How were you introduced the platform and when/how did you begin actively using the platform to support your pedagogy?
Honestly, I can’t remember when I started using Open Lab, maybe four years ago?* I first started using it in my Culinary Tourism class since it seemed like a good place to collect short blog posts from students about locations we visited. Later I started using it in my Intro to Hospitality Management class, mostly because I thought first year students would find it easier to use than Blackboard.
*According to Professor Krondl’s OpenLab profile, he joined in 2012.
Why did you decide to start using the OpenLab?
In the case of the Culinary Tourism course, it allowed me to get students to interact in a way that is similar to the way the general public interacts with review sites, that is by writing their own reviews using the OpenLab as a publishing platform.

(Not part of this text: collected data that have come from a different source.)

//! Protected dashboard.

use ratatui::{
    buffer::Buffer,
    layout::{Alignment, Constraint, Layout, Rect},
    style::{Color, Modifier, Style},
    text::{Line, Span},
    widgets::{Paragraph, StatefulWidget, Widget, Wrap},
};

use super::layout::{card, centered};
use crate::application::dto::ProfileView;
use crate::domain::entities::UserProfile;
use crate::domain::{SessionSnapshot, SessionStatus};

/// Profile fetch progress, owned by the dashboard.
#[derive(Debug, Clone, PartialEq, Eq, Default)]
pub enum ProfileState {
    /// Nothing requested yet.
    #[default]
    Idle,
    /// Request in flight.
    Loading,
    /// Profile available.
    Loaded(Box<ProfileView>),
    /// Request failed with message.
    Failed(String),
}

/// Dashboard state.
#[derive(Debug, Clone)]
pub struct DashboardState {
    profile: ProfileState,
    date_format: String,
}

impl DashboardState {
    /// Creates empty state.
    #[must_use]
    pub fn new(date_format: impl Into<String>) -> Self {
        Self {
            profile: ProfileState::Idle,
            date_format: date_format.into(),
        }
    }

    /// Returns profile progress.
    #[must_use]
    pub const fn profile(&self) -> &ProfileState {
        &self.profile
    }

    /// Returns whether a profile fetch should start for this status.
    /// A failed load is retried.
    #[must_use]
    pub fn needs_fetch(&self, status: SessionStatus) -> bool {
        status.is_authenticated()
            && matches!(self.profile, ProfileState::Idle | ProfileState::Failed(_))
    }

    /// Marks fetch as started.
    pub fn begin_fetch(&mut self) {
        self.profile = ProfileState::Loading;
    }

    /// Stores fetched profile.
    pub fn set_profile(&mut self, profile: &UserProfile) {
        self.profile = ProfileState::Loaded(Box::new(ProfileView::from_profile(
            profile,
            &self.date_format,
        )));
    }

    /// Stores fetch failure.
    pub fn set_error(&mut self, message: impl Into<String>) {
        self.profile = ProfileState::Failed(message.into());
    }

    /// Drops loaded data.
    pub fn clear(&mut self) {
        self.profile = ProfileState::Idle;
    }
}

/// Dashboard screen; what it shows depends on the session status.
pub struct DashboardScreen<'a> {
    session: &'a SessionSnapshot,
}

impl<'a> DashboardScreen<'a> {
    /// Creates screen for the given session snapshot.
    #[must_use]
    pub const fn new(session: &'a SessionSnapshot) -> Self {
        Self { session }
    }
}

impl StatefulWidget for DashboardScreen<'_> {
    type State = DashboardState;

    fn render(self, area: Rect, buf: &mut Buffer, state: &mut Self::State) {
        match self.session.status {
            SessionStatus::Verifying => render_loading(area, buf),
            SessionStatus::Unauthenticated => render_access_denied(area, buf),
            SessionStatus::Error => render_error(
                self.session.error().unwrap_or("Something went wrong."),
                "Press Enter to dismiss.",
                area,
                buf,
            ),
            SessionStatus::Authenticated => match &state.profile {
                ProfileState::Idle | ProfileState::Loading => render_loading(area, buf),
                ProfileState::Failed(message) => render_error(message, "", area, buf),
                ProfileState::Loaded(view) => render_profile(view, area, buf),
            },
        }
    }
}

fn label_style() -> Style {
    Style::default().fg(Color::Gray)
}

fn value_style() -> Style {
    Style::default().fg(Color::White).add_modifier(Modifier::BOLD)
}

fn render_loading(area: Rect, buf: &mut Buffer) {
    let content_area = centered(area, 50, 5);
    let block = card("Dashboard", Color::DarkGray);
    let inner = block.inner(content_area);
    block.render(content_area, buf);

    Paragraph::new(vec![
        Line::from(Span::styled(
            "Loading your dashboard...",
            Style::default()
                .fg(Color::Yellow)
                .add_modifier(Modifier::ITALIC),
        )),
        Line::from(Span::styled("░".repeat(30), Style::default().fg(Color::DarkGray))),
    ])
    .alignment(Alignment::Center)
    .render(inner, buf);
}

fn render_access_denied(area: Rect, buf: &mut Buffer) {
    let content_area = centered(area, 50, 7);
    let block = card("Access Denied", Color::Blue);
    let inner = block.inner(content_area);
    block.render(content_area, buf);

    Paragraph::new(vec![
        Line::from(Span::styled(
            "You must be signed in to view this page.",
            label_style(),
        )),
        Line::default(),
        Line::from(vec![
            Span::raw("Press "),
            Span::styled("F3", Style::default().fg(Color::Cyan).add_modifier(Modifier::BOLD)),
            Span::raw(" to go to Sign In."),
        ]),
    ])
    .alignment(Alignment::Center)
    .wrap(Wrap { trim: true })
    .render(inner, buf);
}

fn render_error(message: &str, hint: &str, area: Rect, buf: &mut Buffer) {
    let content_area = centered(area, 56, 7);
    let block = card("An Error Occurred", Color::Red);
    let inner = block.inner(content_area);
    block.render(content_area, buf);

    let mut lines = vec![Line::from(Span::raw(message.to_string()))];
    if !hint.is_empty() {
        lines.push(Line::default());
        lines.push(Line::from(Span::styled(
            hint.to_string(),
            Style::default().fg(Color::DarkGray),
        )));
    }

    Paragraph::new(lines)
        .alignment(Alignment::Center)
        .wrap(Wrap { trim: true })
        .render(inner, buf);
}

fn info_row(label: &str, value: &str, value_style: Style) -> Line<'static> {
    Line::from(vec![
        Span::styled(format!("{label:<14}"), label_style()),
        Span::styled(value.to_string(), value_style),
    ])
}

fn flag_style(ok: bool) -> Style {
    let color = if ok { Color::Green } else { Color::Red };
    Style::default().fg(color).add_modifier(Modifier::BOLD)
}

fn render_card(title: &str, rows: Vec<Line<'static>>, area: Rect, buf: &mut Buffer) {
    let block = card(title, Color::Cyan);
    let inner = block.inner(area);
    block.render(area, buf);
    Paragraph::new(rows).render(inner, buf);
}

fn render_profile(view: &ProfileView, area: Rect, buf: &mut Buffer) {
    let [header, grid] =
        Layout::vertical([Constraint::Length(3), Constraint::Fill(1)]).areas(area);

    Paragraph::new(vec![
        Line::from(Span::styled(
            format!("Welcome back, {}!", view.name),
            Style::default().fg(Color::White).add_modifier(Modifier::BOLD),
        )),
        Line::from(Span::styled(
            "Here is a summary of your profile and account details.",
            label_style(),
        )),
    ])
    .render(header, buf);

    let [top, bottom] =
        Layout::vertical([Constraint::Length(6), Constraint::Length(5)]).areas(grid);
    let columns = [Constraint::Fill(2), Constraint::Fill(1)];
    let [profile_area, account_area] = Layout::horizontal(columns).areas(top);
    let [details_area, dates_area] = Layout::horizontal(columns).areas(bottom);

    render_card(
        "Profile Information",
        vec![
            info_row("Name", &view.name, value_style()),
            info_row("Email", &view.email, value_style()),
            info_row("Phone", &view.phone, value_style()),
            info_row("Address", &view.address, value_style()),
        ],
        profile_area,
        buf,
    );

    render_card(
        "Account Status",
        vec![
            info_row("Role", &view.role, Style::default().fg(Color::Magenta)),
            info_row("Status", view.status, flag_style(view.is_active)),
            info_row("Verified", view.verified, flag_style(view.is_verified)),
        ],
        account_area,
        buf,
    );

    render_card(
        "Professional & Academic Details",
        vec![
            info_row("Occupation", &view.occupation, value_style()),
            info_row("Institution", &view.institution, value_style()),
            info_row("Year", &view.year, value_style()),
        ],
        details_area,
        buf,
    );

    render_card(
        "Important Dates",
        vec![
            info_row("Date Joined", &view.joined, value_style()),
            info_row("Last Updated", &view.updated, value_style()),
        ],
        dates_area,
        buf,
    );
}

In the intro class, the OpenLab just seemed like a more intuitive way to organize material. Moreover, in this course students are expected to write a variety of assignments in differing formats; the platform provided a forum for yet another form of writing, that is writing a review.
Can you describe the ways you have integrated the OpenLab into your pedagogical practices?
I can’t add much to the above. As described, in the tourism class, the OpenLab provides a way of organizing class info for students, and also serving as a place to post and comment on each other’s assignments. More or less the same story with the intro class.
For the intro class this semester, there is an additional component – mainly that the course site is now an Open Educational Resource (OER), so the website acts as a virtual textbook. I have long been looking for a textbook that we could use in class and finally realized that it would be simpler to organize a set of curated readings on the OpenLab. Thus the site acts as both a forum for interaction and a textbook. And the students don’t have to pay for it!
The reality is that I find Open Lab to be one useful tool among many. It is by no means a panacea so I use it for what it’s good for: an attractive (if not always intuitive way of organizing information) and a reasonably good platform for discussion.
How has the OpenLab transformed or expanded your pedagogy, and the pedagogical values you’re able to realize in your courses and educational practice?
In both classes, my main ambition is to expand the students’ view of the hospitality industry and the world. In both cases they are required to go out in the world and report back via posts on our course site, hosted on the OpenLab. This varies in effectiveness–students come from a variety of educational backgrounds, often have limited writing skills, and can lack motivation–but it’s a heck of a lot better than just handing in pieces of paper for me to look at.
Aside from courses, how does the OpenLab support your pedagogical practices and ambitions? (Note: Think broadly about public education initiatives, course coordination, non-academic student support, clubs, and projects, etc.)
I don’t use it other than for the courses.